# Dear PNW heretic



## elkhound (May 30, 2006)

and others there...one of our friends made it on the tube.hes running wild on the Hoh.

http://channel.nationalgeographic.com/channel/the-legend-of-mick-dodge/


----------



## elkhound (May 30, 2006)




----------



## SimplerTimez (Jan 20, 2008)

I think I saw him in the banning thread a page or so ago...

~ST


----------



## elkhound (May 30, 2006)

[YOUTUBE]7o7UzYDQtmM[/YOUTUBE]


----------



## elkhound (May 30, 2006)

SimplerTimez said:


> I think I saw him in the banning thread a page or so ago...
> 
> ~ST


let me guess banned for being to natural....lol


----------



## Terri in WV (May 10, 2002)

That second pic has my head itching just looking at it.

I think I need to go wash my hair now....





BTW Elkie, it's about time you joined us again!


----------



## elkhound (May 30, 2006)

Terri in WV said:


> That second pic has my head itching just looking at it.
> 
> I think I need to go wash my hair now....
> 
> ...


the moss out there is awesome.....its soft...you can lay down on it....it feels good.


----------



## Echoesechos (Jan 22, 2010)

I seriously love our moss... harder to get it growing like that on the east side but I have some on my rocks....


----------



## Terri in WV (May 10, 2002)

I think the moss looks great, I just wouldn't want it on top of my head.


----------



## wyld thang (Nov 16, 2005)

Yo Ho Bear! Yessiree methinks Laura and me and mr thang will go look for him! I want to make his friend's felted wool gnome hat!

Crawled in today to sub...slid out in a wee blizzard, ha not a flake in Tacoma... now taking bets on how many miles I will "have to" walk home in the dark and snow with that sliverous new moon! Superbowl sunday we were out in the woods, following deer trails and skirting marshes and found a giant beaver dam and you would have laughed to see me try to cross the marsh and posthole down up to my hoo hah and then the other leg and two arms, but I kept my pack dry(with extra dry clothes!). Ah the things we do to REAAAAAALLLLY appreciate that warm dry bed at the end of the day ha!

Really I hope to find this guy someday! I have seen the nat geo article and watched a few shorts, any news on the entire show?

laura? got a scoop on this guy? LAURA! I love you! You are WonderBobcatWoman! You howl grrrrrl!!!! you know what I'm talking about!

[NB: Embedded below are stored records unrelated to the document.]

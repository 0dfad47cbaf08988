//! Base62 encoding over the `0-9a-zA-Z` alphabet.

/// Symbols in value order: digits, lowercase, uppercase.
pub const ALPHABET: &[u8; 62] = b"0123456789abcdefghijklmnopqrstuvwxyzABCDEFGHIJKLMNOPQRSTUVWXYZ";

const BASE: u64 = ALPHABET.len() as u64;

/// Encodes a number, most significant symbol first.
///
/// Zero encodes to the empty string.
pub fn encode(mut n: u64) -> String {
    let mut digits = Vec::new();
    while n > 0 {
        digits.push(ALPHABET[(n % BASE) as usize]);
        n /= BASE;
    }
    digits.reverse();
    // every byte comes from ALPHABET, which is ASCII
    digits.into_iter().map(char::from).collect()
}

/// Decodes a base62 string back into a number.
///
/// Returns `None` for symbols outside the alphabet or values that overflow `u64`.
pub fn decode(s: &str) -> Option<u64> {
    s.bytes().try_fold(0u64, |acc, b| {
        let digit = value_of(b)?;
        acc.checked_mul(BASE)?.checked_add(digit)
    })
}

fn value_of(b: u8) -> Option<u64> {
    match b {
        b'0'..=b'9' => Some((b - b'0') as u64),
        b'a'..=b'z' => Some((b - b'a') as u64 + 10),
        b'A'..=b'Z' => Some((b - b'A') as u64 + 36),
        _ => None,
    }
}
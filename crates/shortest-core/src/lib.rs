//! Core types and traits for the short.est URL shortener.
//!
//! This crate provides the types shared by the storage backends, the
//! shortener service and the HTTP gateway.

pub mod error;
pub mod repository;
pub mod shortcode;
pub mod shortener;

pub use error::{ShortenerError, StorageError};
pub use repository::{ReadRepository, Repository, UrlRecord};
pub use shortcode::ShortCode;
pub use shortener::{Shortener, UrlStatistics};
use crate::{base62, Generator};
use shortest_core::ShortCode;
use std::sync::atomic::{AtomicU64, Ordering};

/// A deterministic generator that base62-encodes a counter.
///
/// Codes never repeat within one instance, which makes the output
/// reproducible for tests and single-node deployments that want
/// predictable codes.
#[derive(Debug)]
pub struct SeqGenerator {
    counter: AtomicU64,
}

impl Clone for SeqGenerator {
    fn clone(&self) -> Self {
        Self {
            counter: AtomicU64::new(self.counter.load(Ordering::SeqCst)),
        }
    }
}

impl SeqGenerator {
    /// Creates a generator that starts at 1, so the first code is `"1"`.
    pub fn new() -> Self {
        Self::with_offset(1)
    }

    /// Creates a generator starting from a specific counter value.
    pub fn with_offset(offset: u64) -> Self {
        Self {
            counter: AtomicU64::new(offset),
        }
    }
}

impl Default for SeqGenerator {
    fn default() -> Self {
        Self::new()
    }
}

impl Generator for SeqGenerator {
    type Output = ShortCode;

    fn generate(&self) -> Self::Output {
        let count = self.counter.fetch_add(1, Ordering::SeqCst);
        ShortCode::new_unchecked(base62::encode(count))
    }
}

(laura! I found a bobcat skull! it's soaking in ammonia! I will name it Laura ha! and make it a little burlap bag!)


----------



## plowhand (Aug 14, 2005)

elkhound said:


>


 Why do I keep thinking druid or Green Man?.....................................


----------



## elkhound (May 30, 2006)

wyld thang said:


> Yo Ho Bear! Yessiree methinks Laura and me and mr thang will go look for him! I want to make his friend's felted wool gnome hat!
> 
> Crawled in today to sub...slid out in a wee blizzard, ha not a flake in Tacoma... now taking bets on how many miles I will "have to" walk home in the dark and snow with that sliverous new moon! Superbowl sunday we were out in the woods, following deer trails and skirting marshes and found a giant beaver dam and you would have laughed to see me try to cross the marsh and posthole down up to my hoo hah and then the other leg and two arms, but I kept my pack dry(with extra dry clothes!). Ah the things we do to REAAAAAALLLLY appreciate that warm dry bed at the end of the day ha!
> 
> ...


yall keep after it...this guy..mick...has a buddy that has been featured in many books and articles about his building styles.i cant remember his name but i knew of him before mick...check out his hobbit style building...super cool.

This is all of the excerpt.